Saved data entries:
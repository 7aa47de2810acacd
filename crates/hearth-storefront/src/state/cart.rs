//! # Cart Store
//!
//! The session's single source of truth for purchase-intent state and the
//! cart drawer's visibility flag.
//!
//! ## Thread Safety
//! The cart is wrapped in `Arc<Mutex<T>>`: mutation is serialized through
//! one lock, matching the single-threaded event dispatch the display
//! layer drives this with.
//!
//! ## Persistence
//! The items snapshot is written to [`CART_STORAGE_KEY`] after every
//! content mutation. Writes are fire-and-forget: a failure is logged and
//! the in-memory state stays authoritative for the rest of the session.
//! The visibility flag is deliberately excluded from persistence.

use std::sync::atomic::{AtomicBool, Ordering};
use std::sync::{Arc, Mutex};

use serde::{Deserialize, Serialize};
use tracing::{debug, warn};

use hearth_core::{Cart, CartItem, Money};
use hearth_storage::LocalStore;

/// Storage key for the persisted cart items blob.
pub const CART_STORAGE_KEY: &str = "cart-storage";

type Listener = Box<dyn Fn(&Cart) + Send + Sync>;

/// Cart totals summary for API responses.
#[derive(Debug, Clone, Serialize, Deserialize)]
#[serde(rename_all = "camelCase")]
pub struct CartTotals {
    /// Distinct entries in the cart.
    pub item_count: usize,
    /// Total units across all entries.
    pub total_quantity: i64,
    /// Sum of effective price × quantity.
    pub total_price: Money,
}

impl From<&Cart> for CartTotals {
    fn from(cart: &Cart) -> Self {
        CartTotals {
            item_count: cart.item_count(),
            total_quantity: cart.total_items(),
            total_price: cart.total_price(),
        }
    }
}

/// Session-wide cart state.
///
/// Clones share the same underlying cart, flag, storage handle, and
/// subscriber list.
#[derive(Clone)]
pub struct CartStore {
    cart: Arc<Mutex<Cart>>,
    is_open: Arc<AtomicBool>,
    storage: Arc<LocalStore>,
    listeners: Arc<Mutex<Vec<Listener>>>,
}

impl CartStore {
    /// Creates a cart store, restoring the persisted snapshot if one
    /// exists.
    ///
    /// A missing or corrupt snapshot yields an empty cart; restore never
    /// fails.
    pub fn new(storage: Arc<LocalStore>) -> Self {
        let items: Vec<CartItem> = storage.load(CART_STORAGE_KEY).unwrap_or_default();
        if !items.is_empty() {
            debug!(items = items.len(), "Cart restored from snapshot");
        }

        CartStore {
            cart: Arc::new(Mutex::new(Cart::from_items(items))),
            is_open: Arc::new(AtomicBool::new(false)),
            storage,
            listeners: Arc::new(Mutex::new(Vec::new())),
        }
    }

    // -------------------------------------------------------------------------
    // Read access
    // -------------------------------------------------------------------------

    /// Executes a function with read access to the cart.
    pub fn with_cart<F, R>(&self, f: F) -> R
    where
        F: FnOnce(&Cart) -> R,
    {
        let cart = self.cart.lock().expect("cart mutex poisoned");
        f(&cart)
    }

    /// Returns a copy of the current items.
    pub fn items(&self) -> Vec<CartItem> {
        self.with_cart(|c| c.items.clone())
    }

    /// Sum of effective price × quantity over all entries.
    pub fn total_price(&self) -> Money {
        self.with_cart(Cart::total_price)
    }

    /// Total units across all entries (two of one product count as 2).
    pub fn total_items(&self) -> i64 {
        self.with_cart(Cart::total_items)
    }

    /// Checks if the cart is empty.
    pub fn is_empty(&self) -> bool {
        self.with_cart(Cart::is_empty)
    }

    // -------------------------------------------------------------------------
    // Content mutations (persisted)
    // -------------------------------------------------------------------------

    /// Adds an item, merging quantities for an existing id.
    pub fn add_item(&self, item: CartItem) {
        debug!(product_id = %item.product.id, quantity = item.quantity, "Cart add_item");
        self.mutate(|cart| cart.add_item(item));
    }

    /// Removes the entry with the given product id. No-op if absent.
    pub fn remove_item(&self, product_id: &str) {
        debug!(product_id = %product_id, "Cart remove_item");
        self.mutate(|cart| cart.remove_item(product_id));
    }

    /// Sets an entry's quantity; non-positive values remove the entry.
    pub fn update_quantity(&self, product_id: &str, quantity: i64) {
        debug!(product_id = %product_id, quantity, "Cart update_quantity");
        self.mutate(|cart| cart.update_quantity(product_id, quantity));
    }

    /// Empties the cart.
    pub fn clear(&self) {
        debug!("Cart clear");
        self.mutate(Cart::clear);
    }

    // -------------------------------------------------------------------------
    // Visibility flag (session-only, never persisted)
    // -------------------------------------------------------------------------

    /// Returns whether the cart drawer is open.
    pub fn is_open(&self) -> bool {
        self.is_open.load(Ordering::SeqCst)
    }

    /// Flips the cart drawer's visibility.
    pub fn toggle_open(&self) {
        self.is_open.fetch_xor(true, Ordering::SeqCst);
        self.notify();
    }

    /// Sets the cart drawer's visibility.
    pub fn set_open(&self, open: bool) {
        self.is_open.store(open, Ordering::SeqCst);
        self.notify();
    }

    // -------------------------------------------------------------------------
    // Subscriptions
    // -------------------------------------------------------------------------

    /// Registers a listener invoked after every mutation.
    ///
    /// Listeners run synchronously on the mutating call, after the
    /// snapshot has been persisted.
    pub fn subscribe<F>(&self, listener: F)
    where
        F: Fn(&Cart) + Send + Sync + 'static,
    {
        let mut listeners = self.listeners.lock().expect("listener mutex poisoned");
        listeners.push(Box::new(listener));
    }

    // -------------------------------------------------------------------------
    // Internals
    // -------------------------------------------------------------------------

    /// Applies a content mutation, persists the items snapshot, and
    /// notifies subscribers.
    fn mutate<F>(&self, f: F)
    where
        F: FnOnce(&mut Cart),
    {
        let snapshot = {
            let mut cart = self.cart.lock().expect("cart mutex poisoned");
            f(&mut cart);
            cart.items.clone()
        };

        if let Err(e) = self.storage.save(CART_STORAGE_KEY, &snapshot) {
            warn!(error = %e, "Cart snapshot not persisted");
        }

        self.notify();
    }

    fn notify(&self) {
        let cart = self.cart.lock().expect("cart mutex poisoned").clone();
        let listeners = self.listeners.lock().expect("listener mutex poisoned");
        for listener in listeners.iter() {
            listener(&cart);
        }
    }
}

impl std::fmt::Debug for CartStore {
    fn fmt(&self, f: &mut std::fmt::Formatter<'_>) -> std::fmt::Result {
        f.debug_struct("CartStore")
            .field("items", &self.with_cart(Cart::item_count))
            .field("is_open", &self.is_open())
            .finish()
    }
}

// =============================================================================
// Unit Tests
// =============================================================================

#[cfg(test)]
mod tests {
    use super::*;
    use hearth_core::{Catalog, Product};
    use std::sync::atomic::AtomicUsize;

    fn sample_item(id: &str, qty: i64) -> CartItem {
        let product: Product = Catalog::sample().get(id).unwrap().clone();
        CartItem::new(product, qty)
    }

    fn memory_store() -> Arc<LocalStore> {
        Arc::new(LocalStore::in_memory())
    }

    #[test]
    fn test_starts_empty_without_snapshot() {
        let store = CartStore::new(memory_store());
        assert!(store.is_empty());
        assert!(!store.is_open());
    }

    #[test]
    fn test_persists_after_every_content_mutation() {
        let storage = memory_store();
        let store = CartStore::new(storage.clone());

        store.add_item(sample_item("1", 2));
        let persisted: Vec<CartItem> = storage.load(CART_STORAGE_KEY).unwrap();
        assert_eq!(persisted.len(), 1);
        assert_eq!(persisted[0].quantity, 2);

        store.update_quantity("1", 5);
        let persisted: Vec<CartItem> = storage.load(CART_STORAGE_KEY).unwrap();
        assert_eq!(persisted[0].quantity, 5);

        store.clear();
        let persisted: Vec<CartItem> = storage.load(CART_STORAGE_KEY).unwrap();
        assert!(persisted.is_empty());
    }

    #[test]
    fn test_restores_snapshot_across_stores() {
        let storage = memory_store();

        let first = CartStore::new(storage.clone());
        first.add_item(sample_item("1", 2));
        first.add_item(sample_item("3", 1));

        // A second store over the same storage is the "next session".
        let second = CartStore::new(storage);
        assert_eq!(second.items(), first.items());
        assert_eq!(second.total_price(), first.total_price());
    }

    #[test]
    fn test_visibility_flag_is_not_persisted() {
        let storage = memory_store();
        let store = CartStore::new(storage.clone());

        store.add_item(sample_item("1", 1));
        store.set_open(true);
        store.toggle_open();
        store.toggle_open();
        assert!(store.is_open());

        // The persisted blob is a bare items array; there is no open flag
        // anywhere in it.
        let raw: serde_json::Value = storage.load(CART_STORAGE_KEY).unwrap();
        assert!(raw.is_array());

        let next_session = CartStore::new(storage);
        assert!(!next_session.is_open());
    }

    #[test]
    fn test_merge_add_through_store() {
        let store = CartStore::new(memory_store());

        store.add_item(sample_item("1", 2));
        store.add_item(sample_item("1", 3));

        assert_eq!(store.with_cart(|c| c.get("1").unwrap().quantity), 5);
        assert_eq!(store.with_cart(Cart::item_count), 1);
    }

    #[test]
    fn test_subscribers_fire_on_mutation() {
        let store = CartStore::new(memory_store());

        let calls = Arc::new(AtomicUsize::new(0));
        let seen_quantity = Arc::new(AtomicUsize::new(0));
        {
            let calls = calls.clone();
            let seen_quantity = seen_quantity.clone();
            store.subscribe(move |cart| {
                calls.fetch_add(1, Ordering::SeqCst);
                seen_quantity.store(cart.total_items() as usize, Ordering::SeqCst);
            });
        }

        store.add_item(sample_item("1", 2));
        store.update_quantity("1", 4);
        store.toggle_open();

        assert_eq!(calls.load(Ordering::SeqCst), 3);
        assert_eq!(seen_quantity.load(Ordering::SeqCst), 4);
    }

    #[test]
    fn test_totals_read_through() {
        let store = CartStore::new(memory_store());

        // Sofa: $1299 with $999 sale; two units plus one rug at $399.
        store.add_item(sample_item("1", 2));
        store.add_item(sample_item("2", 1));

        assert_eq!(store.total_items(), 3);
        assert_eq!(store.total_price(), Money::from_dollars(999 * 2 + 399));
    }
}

◆ **Task goal**: Would you please copy exactly the part of the entries above that begins at the line containing "if let Err(e)" and ends at the line containing "use super::*;", both lines included?

◆ **Task output**:
        if let Err(e) = self.storage.save(CART_STORAGE_KEY, &snapshot) {
            warn!(error = %e, "Cart snapshot not persisted");
        }

        self.notify();
    }

    fn notify(&self) {
        let cart = self.cart.lock().expect("cart mutex poisoned").clone();
        let listeners = self.listeners.lock().expect("listener mutex poisoned");
        for listener in listeners.iter() {
            listener(&cart);
        }
    }
}

impl std::fmt::Debug for CartStore {
    fn fmt(&self, f: &mut std::fmt::Formatter<'_>) -> std::fmt::Result {
        f.debug_struct("CartStore")
            .field("items", &self.with_cart(Cart::item_count))
            .field("is_open", &self.is_open())
            .finish()
    }
}

// =============================================================================
// Unit Tests
// =============================================================================

#[cfg(test)]
mod tests {
    use super::*;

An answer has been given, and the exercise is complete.